Record excerpts: Begin

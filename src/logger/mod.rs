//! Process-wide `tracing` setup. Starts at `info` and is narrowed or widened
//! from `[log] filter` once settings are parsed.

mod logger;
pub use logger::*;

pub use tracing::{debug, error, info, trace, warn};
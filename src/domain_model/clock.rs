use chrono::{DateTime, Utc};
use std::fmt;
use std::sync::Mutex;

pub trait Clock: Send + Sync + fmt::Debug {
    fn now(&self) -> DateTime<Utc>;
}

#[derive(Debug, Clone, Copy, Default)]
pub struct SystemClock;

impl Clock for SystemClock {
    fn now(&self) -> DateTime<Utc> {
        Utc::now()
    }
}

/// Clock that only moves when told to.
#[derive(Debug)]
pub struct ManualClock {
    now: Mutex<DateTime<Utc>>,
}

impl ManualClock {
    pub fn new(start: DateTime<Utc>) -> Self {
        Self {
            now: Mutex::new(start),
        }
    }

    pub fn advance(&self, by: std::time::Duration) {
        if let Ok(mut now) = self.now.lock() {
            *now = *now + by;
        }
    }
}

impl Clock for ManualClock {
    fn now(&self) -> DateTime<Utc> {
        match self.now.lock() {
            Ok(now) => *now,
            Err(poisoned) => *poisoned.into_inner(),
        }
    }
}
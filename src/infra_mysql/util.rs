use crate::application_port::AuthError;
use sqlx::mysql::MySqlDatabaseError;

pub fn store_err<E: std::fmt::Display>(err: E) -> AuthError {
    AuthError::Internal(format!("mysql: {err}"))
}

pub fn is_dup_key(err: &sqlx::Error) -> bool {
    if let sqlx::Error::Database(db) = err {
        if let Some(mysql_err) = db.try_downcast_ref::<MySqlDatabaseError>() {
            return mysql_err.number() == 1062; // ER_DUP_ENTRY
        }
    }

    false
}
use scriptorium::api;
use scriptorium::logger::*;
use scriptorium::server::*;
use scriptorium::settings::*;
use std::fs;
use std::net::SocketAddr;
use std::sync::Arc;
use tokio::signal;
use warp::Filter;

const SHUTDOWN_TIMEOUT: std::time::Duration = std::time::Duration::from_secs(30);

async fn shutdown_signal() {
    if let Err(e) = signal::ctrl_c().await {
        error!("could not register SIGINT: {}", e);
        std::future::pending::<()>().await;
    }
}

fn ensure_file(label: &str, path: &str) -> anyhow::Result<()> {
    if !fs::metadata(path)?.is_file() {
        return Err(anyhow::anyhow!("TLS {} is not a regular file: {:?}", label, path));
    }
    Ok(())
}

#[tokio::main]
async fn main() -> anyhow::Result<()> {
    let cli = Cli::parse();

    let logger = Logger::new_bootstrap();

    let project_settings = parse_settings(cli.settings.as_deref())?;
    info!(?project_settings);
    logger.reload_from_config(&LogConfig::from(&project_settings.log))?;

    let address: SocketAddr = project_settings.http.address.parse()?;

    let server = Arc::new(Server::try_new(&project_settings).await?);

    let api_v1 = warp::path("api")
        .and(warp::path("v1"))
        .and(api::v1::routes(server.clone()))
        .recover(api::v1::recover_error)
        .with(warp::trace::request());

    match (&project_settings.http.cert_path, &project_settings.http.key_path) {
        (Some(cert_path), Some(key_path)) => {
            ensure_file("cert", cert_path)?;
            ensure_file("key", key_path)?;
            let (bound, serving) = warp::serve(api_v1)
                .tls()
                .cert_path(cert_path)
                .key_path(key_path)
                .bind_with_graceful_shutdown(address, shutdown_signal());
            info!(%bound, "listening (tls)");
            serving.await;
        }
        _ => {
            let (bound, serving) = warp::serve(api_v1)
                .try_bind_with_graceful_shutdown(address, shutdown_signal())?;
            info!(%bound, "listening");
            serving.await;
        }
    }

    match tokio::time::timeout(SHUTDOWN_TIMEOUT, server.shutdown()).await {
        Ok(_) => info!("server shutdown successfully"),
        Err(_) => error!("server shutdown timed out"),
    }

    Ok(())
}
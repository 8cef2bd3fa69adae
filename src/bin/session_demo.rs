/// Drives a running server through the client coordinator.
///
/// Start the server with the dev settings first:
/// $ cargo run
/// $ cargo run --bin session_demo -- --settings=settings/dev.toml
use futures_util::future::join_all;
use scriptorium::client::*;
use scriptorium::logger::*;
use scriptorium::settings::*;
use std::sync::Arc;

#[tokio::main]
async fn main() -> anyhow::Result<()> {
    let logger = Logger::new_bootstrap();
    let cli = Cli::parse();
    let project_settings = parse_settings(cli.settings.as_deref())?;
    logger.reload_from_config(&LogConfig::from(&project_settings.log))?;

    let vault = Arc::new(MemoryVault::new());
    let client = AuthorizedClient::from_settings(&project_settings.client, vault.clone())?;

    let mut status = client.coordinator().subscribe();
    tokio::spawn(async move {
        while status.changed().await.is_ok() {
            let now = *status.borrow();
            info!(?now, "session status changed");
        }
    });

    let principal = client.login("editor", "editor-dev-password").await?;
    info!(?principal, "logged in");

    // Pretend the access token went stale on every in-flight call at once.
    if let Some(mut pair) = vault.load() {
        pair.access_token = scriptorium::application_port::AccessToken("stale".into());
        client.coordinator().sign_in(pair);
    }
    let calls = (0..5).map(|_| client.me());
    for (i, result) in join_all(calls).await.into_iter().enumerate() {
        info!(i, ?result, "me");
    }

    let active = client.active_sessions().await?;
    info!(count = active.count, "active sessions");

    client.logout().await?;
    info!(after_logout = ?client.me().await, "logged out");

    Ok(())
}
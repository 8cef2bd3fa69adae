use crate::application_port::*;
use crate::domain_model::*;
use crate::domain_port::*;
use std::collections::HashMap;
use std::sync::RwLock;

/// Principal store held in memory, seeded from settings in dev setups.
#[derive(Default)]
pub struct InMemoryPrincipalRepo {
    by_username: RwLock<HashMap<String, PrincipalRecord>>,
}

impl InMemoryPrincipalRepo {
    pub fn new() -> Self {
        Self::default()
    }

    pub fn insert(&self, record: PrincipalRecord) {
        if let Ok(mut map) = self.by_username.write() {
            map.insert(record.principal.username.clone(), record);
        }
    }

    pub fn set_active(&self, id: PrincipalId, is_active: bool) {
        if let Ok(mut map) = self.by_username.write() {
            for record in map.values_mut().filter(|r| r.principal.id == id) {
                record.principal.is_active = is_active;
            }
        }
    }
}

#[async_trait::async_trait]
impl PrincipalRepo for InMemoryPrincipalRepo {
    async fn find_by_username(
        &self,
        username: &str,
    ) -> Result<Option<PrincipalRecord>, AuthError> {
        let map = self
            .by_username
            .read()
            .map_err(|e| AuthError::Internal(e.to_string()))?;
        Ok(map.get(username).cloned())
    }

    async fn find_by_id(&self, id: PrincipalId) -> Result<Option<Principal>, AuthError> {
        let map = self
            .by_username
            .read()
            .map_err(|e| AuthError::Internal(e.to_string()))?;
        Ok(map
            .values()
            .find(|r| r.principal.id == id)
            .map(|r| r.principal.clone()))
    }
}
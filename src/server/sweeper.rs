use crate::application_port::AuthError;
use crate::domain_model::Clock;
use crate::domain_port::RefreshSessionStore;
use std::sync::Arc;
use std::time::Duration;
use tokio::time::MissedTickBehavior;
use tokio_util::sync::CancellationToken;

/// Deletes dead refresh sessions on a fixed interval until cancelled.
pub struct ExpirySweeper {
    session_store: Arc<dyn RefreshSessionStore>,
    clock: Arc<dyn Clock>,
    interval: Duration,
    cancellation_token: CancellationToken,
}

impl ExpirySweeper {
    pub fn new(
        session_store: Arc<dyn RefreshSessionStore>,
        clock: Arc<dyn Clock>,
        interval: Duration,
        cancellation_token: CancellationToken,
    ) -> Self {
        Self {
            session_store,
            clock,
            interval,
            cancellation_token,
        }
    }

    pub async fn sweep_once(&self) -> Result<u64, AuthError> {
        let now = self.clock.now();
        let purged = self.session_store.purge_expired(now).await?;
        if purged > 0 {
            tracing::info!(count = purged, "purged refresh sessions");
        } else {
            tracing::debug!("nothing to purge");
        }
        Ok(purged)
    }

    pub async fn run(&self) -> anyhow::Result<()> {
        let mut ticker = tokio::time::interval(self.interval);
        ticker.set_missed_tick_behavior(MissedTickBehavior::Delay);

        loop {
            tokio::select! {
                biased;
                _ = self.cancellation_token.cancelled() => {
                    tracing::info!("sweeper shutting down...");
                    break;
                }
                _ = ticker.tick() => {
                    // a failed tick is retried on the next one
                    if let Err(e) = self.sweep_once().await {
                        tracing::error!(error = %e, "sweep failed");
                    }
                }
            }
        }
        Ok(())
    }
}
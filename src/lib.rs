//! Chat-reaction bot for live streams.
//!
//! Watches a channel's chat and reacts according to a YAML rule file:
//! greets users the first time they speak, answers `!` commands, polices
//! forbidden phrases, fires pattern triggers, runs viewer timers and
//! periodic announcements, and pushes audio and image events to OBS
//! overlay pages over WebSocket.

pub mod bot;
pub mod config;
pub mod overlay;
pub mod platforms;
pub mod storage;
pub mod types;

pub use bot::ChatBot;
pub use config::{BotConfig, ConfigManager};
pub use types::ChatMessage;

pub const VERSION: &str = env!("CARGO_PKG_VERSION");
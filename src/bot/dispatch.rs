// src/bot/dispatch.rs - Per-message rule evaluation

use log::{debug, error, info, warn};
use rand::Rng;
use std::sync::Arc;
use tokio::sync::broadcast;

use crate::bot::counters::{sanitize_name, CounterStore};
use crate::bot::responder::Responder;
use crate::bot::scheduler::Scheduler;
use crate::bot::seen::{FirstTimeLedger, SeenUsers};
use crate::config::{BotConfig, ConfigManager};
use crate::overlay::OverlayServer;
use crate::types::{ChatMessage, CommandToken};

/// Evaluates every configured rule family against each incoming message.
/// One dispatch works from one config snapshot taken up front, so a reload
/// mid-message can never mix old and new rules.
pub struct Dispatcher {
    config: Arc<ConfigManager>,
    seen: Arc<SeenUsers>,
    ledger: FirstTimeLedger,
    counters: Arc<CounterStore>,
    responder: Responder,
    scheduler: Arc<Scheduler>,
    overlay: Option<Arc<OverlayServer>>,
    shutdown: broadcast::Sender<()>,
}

Record excerpts: End

**Required work**
A bare number is all that is asked for: the count of lines above that include "broadcast".

**Response to this task**
2